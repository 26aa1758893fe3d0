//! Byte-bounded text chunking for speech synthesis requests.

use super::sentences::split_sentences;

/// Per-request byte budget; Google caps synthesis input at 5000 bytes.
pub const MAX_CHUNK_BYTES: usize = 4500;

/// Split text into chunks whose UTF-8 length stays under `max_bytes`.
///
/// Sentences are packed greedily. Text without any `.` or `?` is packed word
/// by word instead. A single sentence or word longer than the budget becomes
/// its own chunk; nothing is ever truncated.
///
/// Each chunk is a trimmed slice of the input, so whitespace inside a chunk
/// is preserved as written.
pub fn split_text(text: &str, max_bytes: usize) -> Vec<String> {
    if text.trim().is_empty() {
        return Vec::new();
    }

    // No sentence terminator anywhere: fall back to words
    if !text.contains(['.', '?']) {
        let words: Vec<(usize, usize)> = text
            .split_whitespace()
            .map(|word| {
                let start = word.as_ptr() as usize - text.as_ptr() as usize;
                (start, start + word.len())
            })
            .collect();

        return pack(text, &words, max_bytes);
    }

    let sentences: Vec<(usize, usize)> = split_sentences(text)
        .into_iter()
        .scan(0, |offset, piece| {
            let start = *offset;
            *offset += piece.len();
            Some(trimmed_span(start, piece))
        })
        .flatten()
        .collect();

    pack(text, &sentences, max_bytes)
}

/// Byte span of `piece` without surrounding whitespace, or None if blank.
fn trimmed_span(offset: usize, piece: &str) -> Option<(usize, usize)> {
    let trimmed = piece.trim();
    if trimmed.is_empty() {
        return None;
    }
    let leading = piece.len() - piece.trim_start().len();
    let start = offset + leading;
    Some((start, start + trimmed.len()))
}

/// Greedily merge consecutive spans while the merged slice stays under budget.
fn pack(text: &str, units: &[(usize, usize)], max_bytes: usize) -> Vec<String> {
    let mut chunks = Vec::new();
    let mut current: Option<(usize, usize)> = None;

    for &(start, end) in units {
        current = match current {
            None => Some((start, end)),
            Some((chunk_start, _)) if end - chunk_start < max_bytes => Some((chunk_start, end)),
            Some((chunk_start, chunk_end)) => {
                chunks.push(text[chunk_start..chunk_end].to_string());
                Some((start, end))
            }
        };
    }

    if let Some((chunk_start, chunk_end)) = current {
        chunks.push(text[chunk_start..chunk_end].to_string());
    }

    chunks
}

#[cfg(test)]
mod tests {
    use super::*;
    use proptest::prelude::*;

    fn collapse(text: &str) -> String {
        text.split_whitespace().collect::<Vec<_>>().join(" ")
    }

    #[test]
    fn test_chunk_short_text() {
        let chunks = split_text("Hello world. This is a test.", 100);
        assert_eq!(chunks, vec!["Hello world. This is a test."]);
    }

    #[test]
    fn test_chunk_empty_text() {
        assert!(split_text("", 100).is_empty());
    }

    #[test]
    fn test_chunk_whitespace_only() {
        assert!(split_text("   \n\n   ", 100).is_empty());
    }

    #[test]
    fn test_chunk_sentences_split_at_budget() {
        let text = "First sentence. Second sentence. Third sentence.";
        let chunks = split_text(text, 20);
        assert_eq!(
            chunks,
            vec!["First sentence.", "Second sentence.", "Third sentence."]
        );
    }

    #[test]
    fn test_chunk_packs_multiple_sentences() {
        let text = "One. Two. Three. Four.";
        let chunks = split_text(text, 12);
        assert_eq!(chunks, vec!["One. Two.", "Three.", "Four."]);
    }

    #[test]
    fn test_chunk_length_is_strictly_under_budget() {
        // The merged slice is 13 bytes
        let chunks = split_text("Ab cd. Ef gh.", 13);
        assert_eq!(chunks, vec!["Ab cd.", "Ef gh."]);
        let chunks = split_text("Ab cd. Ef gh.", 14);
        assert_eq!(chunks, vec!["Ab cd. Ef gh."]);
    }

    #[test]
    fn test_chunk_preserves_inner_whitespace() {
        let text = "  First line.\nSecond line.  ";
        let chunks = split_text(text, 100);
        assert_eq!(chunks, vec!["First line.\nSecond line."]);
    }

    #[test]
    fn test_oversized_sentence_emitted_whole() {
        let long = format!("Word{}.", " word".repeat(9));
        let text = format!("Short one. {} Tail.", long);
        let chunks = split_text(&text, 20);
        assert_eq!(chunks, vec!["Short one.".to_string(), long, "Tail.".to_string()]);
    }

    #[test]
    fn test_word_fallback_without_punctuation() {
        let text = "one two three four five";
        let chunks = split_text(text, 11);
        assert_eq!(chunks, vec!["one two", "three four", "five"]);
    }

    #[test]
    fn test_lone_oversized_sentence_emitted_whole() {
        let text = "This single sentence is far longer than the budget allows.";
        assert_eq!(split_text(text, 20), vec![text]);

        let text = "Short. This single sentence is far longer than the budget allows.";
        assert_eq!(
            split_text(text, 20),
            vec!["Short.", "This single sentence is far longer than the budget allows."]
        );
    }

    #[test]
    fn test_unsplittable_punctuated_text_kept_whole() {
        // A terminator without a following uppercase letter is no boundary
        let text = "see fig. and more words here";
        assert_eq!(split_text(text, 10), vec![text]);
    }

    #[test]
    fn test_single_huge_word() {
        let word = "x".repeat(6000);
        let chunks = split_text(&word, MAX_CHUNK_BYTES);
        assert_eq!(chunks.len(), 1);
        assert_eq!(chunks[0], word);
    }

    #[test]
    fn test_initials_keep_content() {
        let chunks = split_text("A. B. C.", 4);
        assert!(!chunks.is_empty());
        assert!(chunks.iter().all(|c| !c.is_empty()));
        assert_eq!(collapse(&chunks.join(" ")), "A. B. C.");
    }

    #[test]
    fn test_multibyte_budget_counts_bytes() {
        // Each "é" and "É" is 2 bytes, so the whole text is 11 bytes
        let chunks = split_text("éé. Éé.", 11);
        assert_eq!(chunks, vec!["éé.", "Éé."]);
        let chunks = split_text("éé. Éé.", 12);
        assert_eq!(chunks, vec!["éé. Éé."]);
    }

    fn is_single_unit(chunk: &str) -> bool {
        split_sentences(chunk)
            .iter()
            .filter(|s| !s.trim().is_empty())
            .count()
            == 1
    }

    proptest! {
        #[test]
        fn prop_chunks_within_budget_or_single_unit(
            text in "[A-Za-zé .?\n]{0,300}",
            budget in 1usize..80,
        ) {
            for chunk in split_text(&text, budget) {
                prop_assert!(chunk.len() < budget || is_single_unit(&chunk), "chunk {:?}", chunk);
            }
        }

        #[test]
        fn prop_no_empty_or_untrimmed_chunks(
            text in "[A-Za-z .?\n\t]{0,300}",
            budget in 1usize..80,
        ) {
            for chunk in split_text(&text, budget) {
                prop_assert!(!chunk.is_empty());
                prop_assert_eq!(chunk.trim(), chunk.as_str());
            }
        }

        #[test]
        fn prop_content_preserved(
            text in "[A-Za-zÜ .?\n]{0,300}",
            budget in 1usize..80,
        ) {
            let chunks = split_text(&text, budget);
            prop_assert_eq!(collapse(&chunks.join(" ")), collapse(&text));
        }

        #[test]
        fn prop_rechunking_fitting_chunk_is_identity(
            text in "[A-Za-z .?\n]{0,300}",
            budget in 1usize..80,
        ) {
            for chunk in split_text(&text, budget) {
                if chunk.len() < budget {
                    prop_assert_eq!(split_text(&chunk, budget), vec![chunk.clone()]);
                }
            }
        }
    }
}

________________________

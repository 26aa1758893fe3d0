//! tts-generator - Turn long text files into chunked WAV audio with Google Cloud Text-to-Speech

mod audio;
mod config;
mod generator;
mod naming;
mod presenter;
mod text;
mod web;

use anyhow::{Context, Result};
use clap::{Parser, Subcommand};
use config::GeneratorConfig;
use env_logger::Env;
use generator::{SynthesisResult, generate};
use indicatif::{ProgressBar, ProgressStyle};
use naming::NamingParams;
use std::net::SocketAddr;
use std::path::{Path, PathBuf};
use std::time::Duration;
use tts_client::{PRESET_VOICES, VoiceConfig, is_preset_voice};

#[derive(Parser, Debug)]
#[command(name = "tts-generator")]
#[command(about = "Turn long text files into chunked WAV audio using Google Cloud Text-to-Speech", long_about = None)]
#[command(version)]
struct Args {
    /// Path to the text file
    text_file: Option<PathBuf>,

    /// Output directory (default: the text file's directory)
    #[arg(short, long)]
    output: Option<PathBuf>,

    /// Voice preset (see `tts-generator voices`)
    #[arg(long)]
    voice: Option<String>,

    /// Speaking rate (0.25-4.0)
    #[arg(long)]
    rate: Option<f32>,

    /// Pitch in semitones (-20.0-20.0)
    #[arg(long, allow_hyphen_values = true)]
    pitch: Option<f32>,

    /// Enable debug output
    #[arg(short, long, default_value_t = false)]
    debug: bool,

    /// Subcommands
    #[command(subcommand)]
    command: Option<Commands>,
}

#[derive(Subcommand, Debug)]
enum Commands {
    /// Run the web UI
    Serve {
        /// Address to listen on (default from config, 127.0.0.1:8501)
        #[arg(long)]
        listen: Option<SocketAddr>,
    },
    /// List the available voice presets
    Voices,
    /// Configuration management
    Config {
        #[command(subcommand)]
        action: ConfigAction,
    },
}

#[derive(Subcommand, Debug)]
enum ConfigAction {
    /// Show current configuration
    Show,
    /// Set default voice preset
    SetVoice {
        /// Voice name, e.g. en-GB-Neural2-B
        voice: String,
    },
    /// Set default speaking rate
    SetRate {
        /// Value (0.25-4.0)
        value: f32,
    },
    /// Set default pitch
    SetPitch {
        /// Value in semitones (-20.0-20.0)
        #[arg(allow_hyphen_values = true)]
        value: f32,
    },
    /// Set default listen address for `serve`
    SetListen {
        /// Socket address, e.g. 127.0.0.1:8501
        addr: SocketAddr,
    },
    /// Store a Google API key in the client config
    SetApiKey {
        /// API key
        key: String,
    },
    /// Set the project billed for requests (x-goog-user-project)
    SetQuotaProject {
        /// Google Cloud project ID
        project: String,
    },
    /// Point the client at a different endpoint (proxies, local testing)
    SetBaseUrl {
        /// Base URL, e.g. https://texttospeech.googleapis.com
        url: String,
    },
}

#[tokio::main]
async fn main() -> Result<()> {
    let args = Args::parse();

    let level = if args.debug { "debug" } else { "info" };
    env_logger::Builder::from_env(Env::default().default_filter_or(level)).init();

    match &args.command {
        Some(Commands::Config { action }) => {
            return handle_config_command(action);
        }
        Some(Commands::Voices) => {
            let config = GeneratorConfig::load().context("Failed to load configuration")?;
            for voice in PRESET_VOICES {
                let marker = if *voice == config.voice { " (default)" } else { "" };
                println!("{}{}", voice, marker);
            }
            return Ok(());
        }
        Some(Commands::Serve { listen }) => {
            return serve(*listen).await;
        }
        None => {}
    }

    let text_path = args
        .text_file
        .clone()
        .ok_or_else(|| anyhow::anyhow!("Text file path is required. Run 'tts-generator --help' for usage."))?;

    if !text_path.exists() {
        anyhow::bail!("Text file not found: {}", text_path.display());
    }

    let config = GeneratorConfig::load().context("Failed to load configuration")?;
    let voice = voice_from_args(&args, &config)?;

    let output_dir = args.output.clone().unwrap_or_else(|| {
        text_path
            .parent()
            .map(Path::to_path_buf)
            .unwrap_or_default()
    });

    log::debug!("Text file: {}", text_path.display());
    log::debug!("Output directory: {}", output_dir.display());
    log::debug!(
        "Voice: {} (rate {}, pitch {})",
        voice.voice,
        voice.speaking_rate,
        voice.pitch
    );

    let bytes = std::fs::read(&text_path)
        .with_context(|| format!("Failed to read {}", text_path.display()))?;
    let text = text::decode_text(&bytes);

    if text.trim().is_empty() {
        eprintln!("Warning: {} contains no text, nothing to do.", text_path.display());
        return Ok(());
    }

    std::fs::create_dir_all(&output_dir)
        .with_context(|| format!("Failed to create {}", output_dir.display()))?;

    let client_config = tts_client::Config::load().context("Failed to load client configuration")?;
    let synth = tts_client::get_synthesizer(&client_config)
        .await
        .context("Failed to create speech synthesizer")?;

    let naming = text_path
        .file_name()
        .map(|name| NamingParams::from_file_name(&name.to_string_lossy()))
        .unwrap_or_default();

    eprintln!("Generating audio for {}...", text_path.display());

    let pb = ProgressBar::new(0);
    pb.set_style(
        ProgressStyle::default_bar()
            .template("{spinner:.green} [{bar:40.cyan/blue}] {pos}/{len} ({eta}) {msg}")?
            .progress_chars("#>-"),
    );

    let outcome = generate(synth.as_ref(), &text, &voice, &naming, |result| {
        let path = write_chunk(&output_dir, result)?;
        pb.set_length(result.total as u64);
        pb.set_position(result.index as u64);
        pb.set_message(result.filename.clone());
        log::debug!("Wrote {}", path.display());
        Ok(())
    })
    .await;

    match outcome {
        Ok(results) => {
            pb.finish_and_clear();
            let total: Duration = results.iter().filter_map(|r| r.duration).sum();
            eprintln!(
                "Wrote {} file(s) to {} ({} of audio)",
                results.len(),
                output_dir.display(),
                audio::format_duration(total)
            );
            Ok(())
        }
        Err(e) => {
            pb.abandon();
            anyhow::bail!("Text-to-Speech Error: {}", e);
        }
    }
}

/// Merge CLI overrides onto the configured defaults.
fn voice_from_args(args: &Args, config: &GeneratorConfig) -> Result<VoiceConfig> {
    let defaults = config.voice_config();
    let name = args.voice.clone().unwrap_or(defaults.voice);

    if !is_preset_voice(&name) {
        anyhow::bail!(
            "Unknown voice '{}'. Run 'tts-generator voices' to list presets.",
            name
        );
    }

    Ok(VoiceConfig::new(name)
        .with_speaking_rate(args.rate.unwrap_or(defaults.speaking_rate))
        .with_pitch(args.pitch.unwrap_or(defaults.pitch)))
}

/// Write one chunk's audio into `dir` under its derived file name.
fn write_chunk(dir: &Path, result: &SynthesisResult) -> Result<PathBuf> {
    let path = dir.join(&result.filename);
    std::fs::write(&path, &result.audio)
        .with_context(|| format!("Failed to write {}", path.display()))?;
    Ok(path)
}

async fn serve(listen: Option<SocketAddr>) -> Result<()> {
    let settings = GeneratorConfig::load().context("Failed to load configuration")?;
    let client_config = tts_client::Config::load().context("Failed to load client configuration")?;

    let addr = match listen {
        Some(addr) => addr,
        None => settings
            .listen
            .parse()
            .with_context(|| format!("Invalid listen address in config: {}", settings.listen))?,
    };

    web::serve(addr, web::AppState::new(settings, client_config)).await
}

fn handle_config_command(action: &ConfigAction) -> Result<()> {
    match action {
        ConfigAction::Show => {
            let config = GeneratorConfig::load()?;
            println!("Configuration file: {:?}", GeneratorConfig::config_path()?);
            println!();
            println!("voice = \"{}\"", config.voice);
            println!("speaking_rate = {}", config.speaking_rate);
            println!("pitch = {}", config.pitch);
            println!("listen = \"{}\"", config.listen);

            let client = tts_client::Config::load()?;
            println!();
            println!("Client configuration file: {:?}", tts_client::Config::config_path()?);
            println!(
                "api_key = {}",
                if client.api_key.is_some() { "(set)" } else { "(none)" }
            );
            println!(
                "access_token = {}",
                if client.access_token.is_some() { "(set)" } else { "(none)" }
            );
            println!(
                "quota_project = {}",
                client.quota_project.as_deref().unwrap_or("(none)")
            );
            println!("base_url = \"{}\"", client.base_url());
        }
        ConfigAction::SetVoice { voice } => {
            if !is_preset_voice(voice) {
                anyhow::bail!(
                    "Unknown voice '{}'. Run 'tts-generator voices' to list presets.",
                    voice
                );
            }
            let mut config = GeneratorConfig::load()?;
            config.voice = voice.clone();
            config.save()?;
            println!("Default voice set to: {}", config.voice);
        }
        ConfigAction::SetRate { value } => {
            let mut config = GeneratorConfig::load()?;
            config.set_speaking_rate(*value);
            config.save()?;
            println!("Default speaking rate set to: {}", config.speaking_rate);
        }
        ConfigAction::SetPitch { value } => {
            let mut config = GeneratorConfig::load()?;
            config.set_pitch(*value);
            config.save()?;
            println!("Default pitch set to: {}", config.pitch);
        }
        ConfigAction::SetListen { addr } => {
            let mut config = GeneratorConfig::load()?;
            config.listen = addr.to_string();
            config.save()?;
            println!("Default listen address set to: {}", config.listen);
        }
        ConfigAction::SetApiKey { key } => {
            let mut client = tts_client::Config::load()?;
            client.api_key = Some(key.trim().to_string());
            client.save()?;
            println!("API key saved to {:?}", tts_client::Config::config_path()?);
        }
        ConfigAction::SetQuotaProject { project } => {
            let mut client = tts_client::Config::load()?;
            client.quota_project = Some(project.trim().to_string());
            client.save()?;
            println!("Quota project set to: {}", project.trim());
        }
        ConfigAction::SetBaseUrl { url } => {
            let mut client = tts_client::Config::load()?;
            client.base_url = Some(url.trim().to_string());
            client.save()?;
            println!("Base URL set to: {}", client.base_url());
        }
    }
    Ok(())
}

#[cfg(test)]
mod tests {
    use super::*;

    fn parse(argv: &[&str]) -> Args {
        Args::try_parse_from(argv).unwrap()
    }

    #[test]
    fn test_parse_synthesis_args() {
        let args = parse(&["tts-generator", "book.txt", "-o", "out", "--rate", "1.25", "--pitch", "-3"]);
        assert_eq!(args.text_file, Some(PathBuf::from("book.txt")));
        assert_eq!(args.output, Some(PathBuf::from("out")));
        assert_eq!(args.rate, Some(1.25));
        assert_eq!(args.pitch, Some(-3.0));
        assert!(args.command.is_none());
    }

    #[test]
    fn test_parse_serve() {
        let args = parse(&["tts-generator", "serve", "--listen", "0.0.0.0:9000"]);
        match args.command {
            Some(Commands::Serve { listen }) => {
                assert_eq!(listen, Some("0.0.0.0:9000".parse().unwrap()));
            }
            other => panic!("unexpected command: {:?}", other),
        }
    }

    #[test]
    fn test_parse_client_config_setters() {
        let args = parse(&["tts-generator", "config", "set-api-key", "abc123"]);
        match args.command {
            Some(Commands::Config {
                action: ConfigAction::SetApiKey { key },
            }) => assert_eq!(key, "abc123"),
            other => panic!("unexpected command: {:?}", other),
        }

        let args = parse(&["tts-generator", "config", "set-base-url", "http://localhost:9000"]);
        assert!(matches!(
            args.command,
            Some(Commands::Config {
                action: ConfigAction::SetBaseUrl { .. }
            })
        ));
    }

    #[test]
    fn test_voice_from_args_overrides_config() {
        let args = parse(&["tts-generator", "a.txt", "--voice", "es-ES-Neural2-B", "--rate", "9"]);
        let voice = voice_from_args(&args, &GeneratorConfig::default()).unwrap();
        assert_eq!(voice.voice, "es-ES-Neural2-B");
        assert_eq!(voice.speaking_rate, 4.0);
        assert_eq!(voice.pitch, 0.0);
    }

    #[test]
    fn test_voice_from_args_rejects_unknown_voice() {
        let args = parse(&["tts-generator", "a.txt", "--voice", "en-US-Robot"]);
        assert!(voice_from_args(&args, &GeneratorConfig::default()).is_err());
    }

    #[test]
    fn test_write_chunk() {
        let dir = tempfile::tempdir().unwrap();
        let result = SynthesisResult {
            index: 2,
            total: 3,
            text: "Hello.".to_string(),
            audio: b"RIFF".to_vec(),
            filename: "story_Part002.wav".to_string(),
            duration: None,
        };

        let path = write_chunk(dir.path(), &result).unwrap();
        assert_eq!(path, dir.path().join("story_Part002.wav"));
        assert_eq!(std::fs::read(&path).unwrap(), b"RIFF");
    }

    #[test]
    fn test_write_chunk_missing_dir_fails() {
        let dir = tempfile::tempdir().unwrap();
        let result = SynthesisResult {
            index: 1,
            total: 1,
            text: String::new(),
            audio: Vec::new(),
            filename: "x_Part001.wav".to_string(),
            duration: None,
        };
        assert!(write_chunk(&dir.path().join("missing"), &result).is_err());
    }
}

________________________

Look through the lines above and collect those with the word "true".

    #[arg(long, allow_hyphen_values = true)]
        #[arg(allow_hyphen_values = true)]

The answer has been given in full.